Do Java threads have a tree structure? - java

I have several threads. And I'd like to create sub-threads in one of them. So I'd like know whether java thread has a tree structure. Or the new created sub-threads is just the sibling of other threads. And What's the resource allocation strategy when these thread are competing for resources? Does the parent thread has higher priority ?
Thanks.
Jeff

Threads do not strictly have a tree structure. However, you can use ThreadGroups to make a hierarchical nesting of Threads and other ThreadGroups.
I don't believe that there is a hard rule for thread priority inside groups, as each thread can be set separately.
Why do you need "sub-threads"? In my experience, Thread should be avoided in favor of ExecutorService. The service won't give you a hierarchy of stuff easily, but I'm having a hard time thinking of a case where the hierarchy would be useful.
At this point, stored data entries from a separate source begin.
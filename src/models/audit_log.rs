use std::collections::BTreeMap;

use chrono::{DateTime, Utc};
use serde::{Deserialize, Serialize};

use super::BillingPeriod;

/// Endpoint marker stored on aggregated rows.
pub const AGGREGATED_ENDPOINT: &str = "__aggregated__";

/// Provider marker stored on aggregated rows, which span every provider.
pub const AGGREGATED_PROVIDER: &str = "*";

/// Status breakdown key for calls reported without an HTTP status.
const UNKNOWN_STATUS: &str = "unknown";

/// One row of the append-only usage audit log.
///
/// A row is either a single reported call or an aggregated row produced by
/// compaction, which stands in for every older row of the same user.
#[derive(Debug, Clone, PartialEq, Eq, Serialize, Deserialize)]
pub struct AuditLogEntry {
    /// Insertion sequence number.
    pub id: i64,
    pub user_id: String,
    pub occurred_at: DateTime<Utc>,
    pub provider: String,
    pub model: Option<String>,
    pub endpoint: String,
    pub calls: i64,
    pub tokens: i64,
    /// Cost in microcents
    pub cost_microcents: i64,
    pub status_code: Option<i32>,
    pub retry_count: i64,
    pub billing_period: BillingPeriod,
    /// Present only on aggregated rows.
    pub aggregate: Option<AggregateDetails>,
}

impl AuditLogEntry {
    pub fn is_aggregated(&self) -> bool {
        self.aggregate.is_some()
    }
}

/// Input for appending a raw audit log row.
#[derive(Debug, Clone)]
pub struct NewAuditLogEntry {
    pub user_id: String,
    pub occurred_at: DateTime<Utc>,
    pub provider: String,
    pub model: Option<String>,
    pub endpoint: String,
    pub calls: i64,
    pub tokens: i64,
    pub cost_microcents: i64,
    pub status_code: Option<i32>,
    pub retry_count: i64,
    pub billing_period: BillingPeriod,
}

/// What an aggregated row represents.
#[derive(Debug, Clone, Default, PartialEq, Eq, Serialize, Deserialize)]
pub struct AggregateDetails {
    /// Raw rows folded into this row, across all compactions.
    pub rows_compacted: i64,
    /// Number of raw rows per HTTP status (`"unknown"` when none was reported).
    pub status_breakdown: BTreeMap<String, i64>,
    pub earliest_at: Option<DateTime<Utc>>,
    pub latest_at: Option<DateTime<Utc>>,
}

/// Sums over a set of audit log rows.
#[derive(Debug, Clone, Copy, Default, PartialEq, Eq, Serialize)]
pub struct AuditTotals {
    pub rows: i64,
    pub calls: i64,
    pub tokens: i64,
    pub cost_microcents: i64,
}

/// The single row that replaces a set of compacted rows.
#[derive(Debug, Clone, PartialEq, Eq)]
pub struct AuditAggregate {
    pub user_id: String,
    /// Latest timestamp among the folded rows.
    pub occurred_at: DateTime<Utc>,
    pub billing_period: BillingPeriod,
    pub calls: i64,
    pub tokens: i64,
    pub cost_microcents: i64,
    pub retry_count: i64,
    pub details: AggregateDetails,
}

impl AuditAggregate {
    /// Fold rows (raw or previously aggregated) into one aggregate.
    ///
    /// Returns `None` for an empty slice. Sums are saturating.
    pub fn fold(rows: &[AuditLogEntry]) -> Option<Self> {
        let latest = rows.iter().max_by_key(|r| (r.occurred_at, r.id))?;
        let mut aggregate = AuditAggregate {
            user_id: latest.user_id.clone(),
            occurred_at: latest.occurred_at,
            billing_period: latest.billing_period,
            calls: 0,
            tokens: 0,
            cost_microcents: 0,
            retry_count: 0,
            details: AggregateDetails::default(),
        };

        for row in rows {
            aggregate.calls = aggregate.calls.saturating_add(row.calls);
            aggregate.tokens = aggregate.tokens.saturating_add(row.tokens);
            aggregate.cost_microcents = aggregate.cost_microcents.saturating_add(row.cost_microcents);
            aggregate.retry_count = aggregate.retry_count.saturating_add(row.retry_count);

            let details = &mut aggregate.details;
            match &row.aggregate {
                Some(previous) => {
                    details.rows_compacted += previous.rows_compacted;
                    for (status, count) in &previous.status_breakdown {
                        *details.status_breakdown.entry(status.clone()).or_default() += count;
                    }
                    details.earliest_at = min_time(details.earliest_at, previous.earliest_at);
                    details.latest_at = max_time(details.latest_at, previous.latest_at);
                }
                None => {
                    details.rows_compacted += 1;
                    let status = row
                        .status_code
                        .map(|code| code.to_string())
                        .unwrap_or_else(|| UNKNOWN_STATUS.to_string());
                    *details.status_breakdown.entry(status).or_default() += 1;
                    details.earliest_at = min_time(details.earliest_at, Some(row.occurred_at));
                    details.latest_at = max_time(details.latest_at, Some(row.occurred_at));
                }
            }
        }

        Some(aggregate)
    }
}

fn min_time(a: Option<DateTime<Utc>>, b: Option<DateTime<Utc>>) -> Option<DateTime<Utc>> {
    match (a, b) {
        (Some(a), Some(b)) => Some(a.min(b)),
        (a, b) => a.or(b),
    }
}

fn max_time(a: Option<DateTime<Utc>>, b: Option<DateTime<Utc>>) -> Option<DateTime<Utc>> {
    match (a, b) {
        (Some(a), Some(b)) => Some(a.max(b)),
        (a, b) => a.or(b),
    }
}

#[cfg(test)]
mod tests {
    use chrono::{Duration, TimeZone};

    use super::*;

    fn raw(id: i64, minutes: i64, status: Option<i32>) -> AuditLogEntry {
        let base = Utc.with_ymd_and_hms(2026, 1, 10, 12, 0, 0).unwrap();
        AuditLogEntry {
            id,
            user_id: "user-1".into(),
            occurred_at: base + Duration::minutes(minutes),
            provider: "openai".into(),
            model: Some("gpt-4o".into()),
            endpoint: "chat".into(),
            calls: 1,
            tokens: 100,
            cost_microcents: 250,
            status_code: status,
            retry_count: 1,
            billing_period: BillingPeriod::new(2026, 1).unwrap(),
            aggregate: None,
        }
    }

    #[test]
    fn test_fold_empty() {
        assert!(AuditAggregate::fold(&[]).is_none());
    }

    #[test]
    fn test_fold_raw_rows() {
        let rows = vec![raw(1, 0, Some(200)), raw(2, 5, Some(429)), raw(3, 2, None)];
        let aggregate = AuditAggregate::fold(&rows).unwrap();

        assert_eq!(aggregate.calls, 3);
        assert_eq!(aggregate.tokens, 300);
        assert_eq!(aggregate.cost_microcents, 750);
        assert_eq!(aggregate.retry_count, 3);
        assert_eq!(aggregate.occurred_at, rows[1].occurred_at);
        assert_eq!(aggregate.details.rows_compacted, 3);
        assert_eq!(aggregate.details.status_breakdown["200"], 1);
        assert_eq!(aggregate.details.status_breakdown["429"], 1);
        assert_eq!(aggregate.details.status_breakdown["unknown"], 1);
        assert_eq!(aggregate.details.earliest_at, Some(rows[0].occurred_at));
        assert_eq!(aggregate.details.latest_at, Some(rows[1].occurred_at));
    }

    #[test]
    fn test_fold_merges_previous_aggregate() {
        let first = AuditAggregate::fold(&[raw(1, 0, Some(200)), raw(2, 1, Some(200))]).unwrap();
        let previous = AuditLogEntry {
            id: 10,
            provider: AGGREGATED_PROVIDER.into(),
            endpoint: AGGREGATED_ENDPOINT.into(),
            model: None,
            calls: first.calls,
            tokens: first.tokens,
            cost_microcents: first.cost_microcents,
            retry_count: first.retry_count,
            occurred_at: first.occurred_at,
            aggregate: Some(first.details.clone()),
            ..raw(10, 1, None)
        };

        let merged = AuditAggregate::fold(&[previous, raw(11, 30, Some(500))]).unwrap();
        assert_eq!(merged.calls, 3);
        assert_eq!(merged.tokens, 300);
        assert_eq!(merged.details.rows_compacted, 3);
        assert_eq!(merged.details.status_breakdown["200"], 2);
        assert_eq!(merged.details.status_breakdown["500"], 1);
        assert!(!merged.details.status_breakdown.contains_key("unknown"));
        assert_eq!(merged.details.earliest_at, first.details.earliest_at);
    }
}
There's no thread hierarchy, all threads are siblings of each other. There is no concept of "parent thread" or "child thread". You'll have to be more specific about what you mean by resource allocation strategy -- what resources are you referring to?
If it's memory (by far the most common type of resource), then the answer is that the memory allocator is thread safe: multiple simultaneous allocations happening on different threads will always work correctly. If you run out of memory, then some unlucky thread is going to get an OutOfMemoryError.
If you're referring to other types of resources, then it depends entirely on the implementation of the resource. It's either going to be thread-safe or non-thread-safe. If it's thread-safe, you can allocate the resources freely from multiple threads. If it's not thread-safe, then read the documentation for that type of resource.

There is no concept of "subthread" in the way you describe, certainly no (apparent) tree structure. You can adjust the priority of threads if you like, though the actual meaning of thread priority is essentially undefined (unless you go to RTSJ). CPU resource allocation, by and large, is managed by the OS scheduler... you can try to influence it with priorities, but again that's a dicey proposition.
If you are looking for a framework to break a problem into subcomponents and process them concurrently, look at JDK5/JDK6's java.util.concurrent package, with specific attention to Callable and the Executor framework. Also, the ForkJoin framework might match.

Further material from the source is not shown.